Your goal –
Reproduce only the lines from the line containing "Write to stdout" to the end of the entries below, including both of those lines.

Source material –
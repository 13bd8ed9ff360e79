//! Parsing for the registration spreadsheet consumed by the import tool.
//!
//! Layout: the header row is `Date, FSA, FSA, ...`; each following row is a
//! submission timestamp plus `@name#NNNN` tokens under the FSA columns.

use chrono::NaiveDateTime;

use crate::error::BotError;
use crate::fsa::Fsa;
use crate::identity::UsernameToken;

pub const TIMESTAMP_FORMAT: &str = "%m/%d/%Y %H:%M:%S";

/// Parses the FSA codes from the header row (everything after the first
/// column). Any invalid header cell fails the whole import; a misaligned
/// header would register people under the wrong areas.
pub fn parse_header(fields: &[String]) -> Result<Vec<Fsa>, BotError> {
    fields.iter().skip(1).map(|f| Fsa::parse(f)).collect()
}

pub fn parse_timestamp(raw: &str) -> Result<NaiveDateTime, chrono::ParseError> {
    NaiveDateTime::parse_from_str(raw, TIMESTAMP_FORMAT)
}

/// One cell successfully parsed into a pending registration.
#[derive(Debug, Clone, PartialEq, Eq)]
pub struct PendingEntry {
    pub fsa: Fsa,
    pub username: UsernameToken,
}

/// Parses the FSA cells of one data row (everything after the timestamp
/// column). Cells that fail validation become skip reasons for the caller
/// to log; they never fail the row, let alone the import.
pub fn parse_row(fsas: &[Fsa], row: &[String]) -> (Vec<PendingEntry>, Vec<String>) {
    let mut entries = Vec::new();
    let mut skipped = Vec::new();
    for (i, cell) in row.iter().enumerate().skip(1) {
        if cell.is_empty() {
            continue;
        }
        let Some(fsa) = fsas.get(i - 1) else {
            skipped.push(format!("column {i} has no corresponding FSA"));
            continue;
        };
        let Some(stripped) = cell.strip_prefix('@') else {
            skipped.push(format!("column {i} doesn't start with '@'"));
            continue;
        };
        match UsernameToken::parse(stripped) {
            Ok(username) => entries.push(PendingEntry {
                fsa: fsa.clone(),
                username,
            }),
            Err(e) => skipped.push(format!("column {i}: {e}")),
        }
    }
    (entries, skipped)
}
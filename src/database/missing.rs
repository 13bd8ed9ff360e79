//! Operations on the `ping_missing_reg` candidate table: members
//! provisionally flagged absent, pending the next cycle's reconfirmation.

use sqlx::PgPool;

/// Member ids flagged absent by the previous reconciliation cycle.
pub async fn candidates(pool: &PgPool) -> sqlx::Result<Vec<String>> {
    let rows: Vec<(String,)> = sqlx::query_as("SELECT user_id FROM ping_missing_reg")
        .fetch_all(pool)
        .await?;
    Ok(rows.into_iter().map(|(id,)| id).collect())
}

/// Replaces the candidate set wholesale. The delete and the inserts share a
/// transaction so a half-replaced set is never visible.
pub async fn replace_candidates(pool: &PgPool, user_ids: &[String]) -> sqlx::Result<()> {
    let mut tx = pool.begin().await?;
    sqlx::query("DELETE FROM ping_missing_reg")
        .execute(&mut *tx)
        .await?;
    for user_id in user_ids {
        sqlx::query("INSERT INTO ping_missing_reg (user_id) VALUES ($1)")
            .bind(user_id)
            .execute(&mut *tx)
            .await?;
    }
    tx.commit().await
}

pub async fn clear(pool: &PgPool) -> sqlx::Result<()> {
    sqlx::query("DELETE FROM ping_missing_reg")
        .execute(pool)
        .await?;
    Ok(())
}
//! Output handling for diff reports.

use anyhow::{Context, Result};
use std::path::PathBuf;

/// Target for output - either stdout or a file
#[derive(Debug, Clone, PartialEq, Eq)]
pub enum OutputTarget {
    /// Write to stdout
    Stdout,
    /// Write to a file
    File(PathBuf),
}

impl OutputTarget {
    /// Create output target from optional path
    #[must_use]
    pub fn from_option(path: Option<PathBuf>) -> Self {
        path.map_or(Self::Stdout, Self::File)
    }
}

/// Write output to the target (stdout or file)
pub fn write_output(content: &str, target: &OutputTarget, quiet: bool) -> Result<()> {
    match target {
        OutputTarget::Stdout => {
            println!("{content}");
            Ok(())
        }
        OutputTarget::File(path) => {
            std::fs::write(path, content)
                .with_context(|| format!("Failed to write output to {}", path.display()))?;
            if !quiet {
                tracing::info!("Report written to {}", path.display());
            }
            Ok(())
        }
    }
}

Answer box –
    /// Write to stdout
    Stdout,
    /// Write to a file
    File(PathBuf),
}

impl OutputTarget {
    /// Create output target from optional path
    #[must_use]
    pub fn from_option(path: Option<PathBuf>) -> Self {
        path.map_or(Self::Stdout, Self::File)
    }
}

/// Write output to the target (stdout or file)
pub fn write_output(content: &str, target: &OutputTarget, quiet: bool) -> Result<()> {
    match target {
        OutputTarget::Stdout => {
            println!("{content}");
            Ok(())
        }
        OutputTarget::File(path) => {
            std::fs::write(path, content)
                .with_context(|| format!("Failed to write output to {}", path.display()))?;
            if !quiet {
                tracing::info!("Report written to {}", path.display());
            }
            Ok(())
        }
    }
}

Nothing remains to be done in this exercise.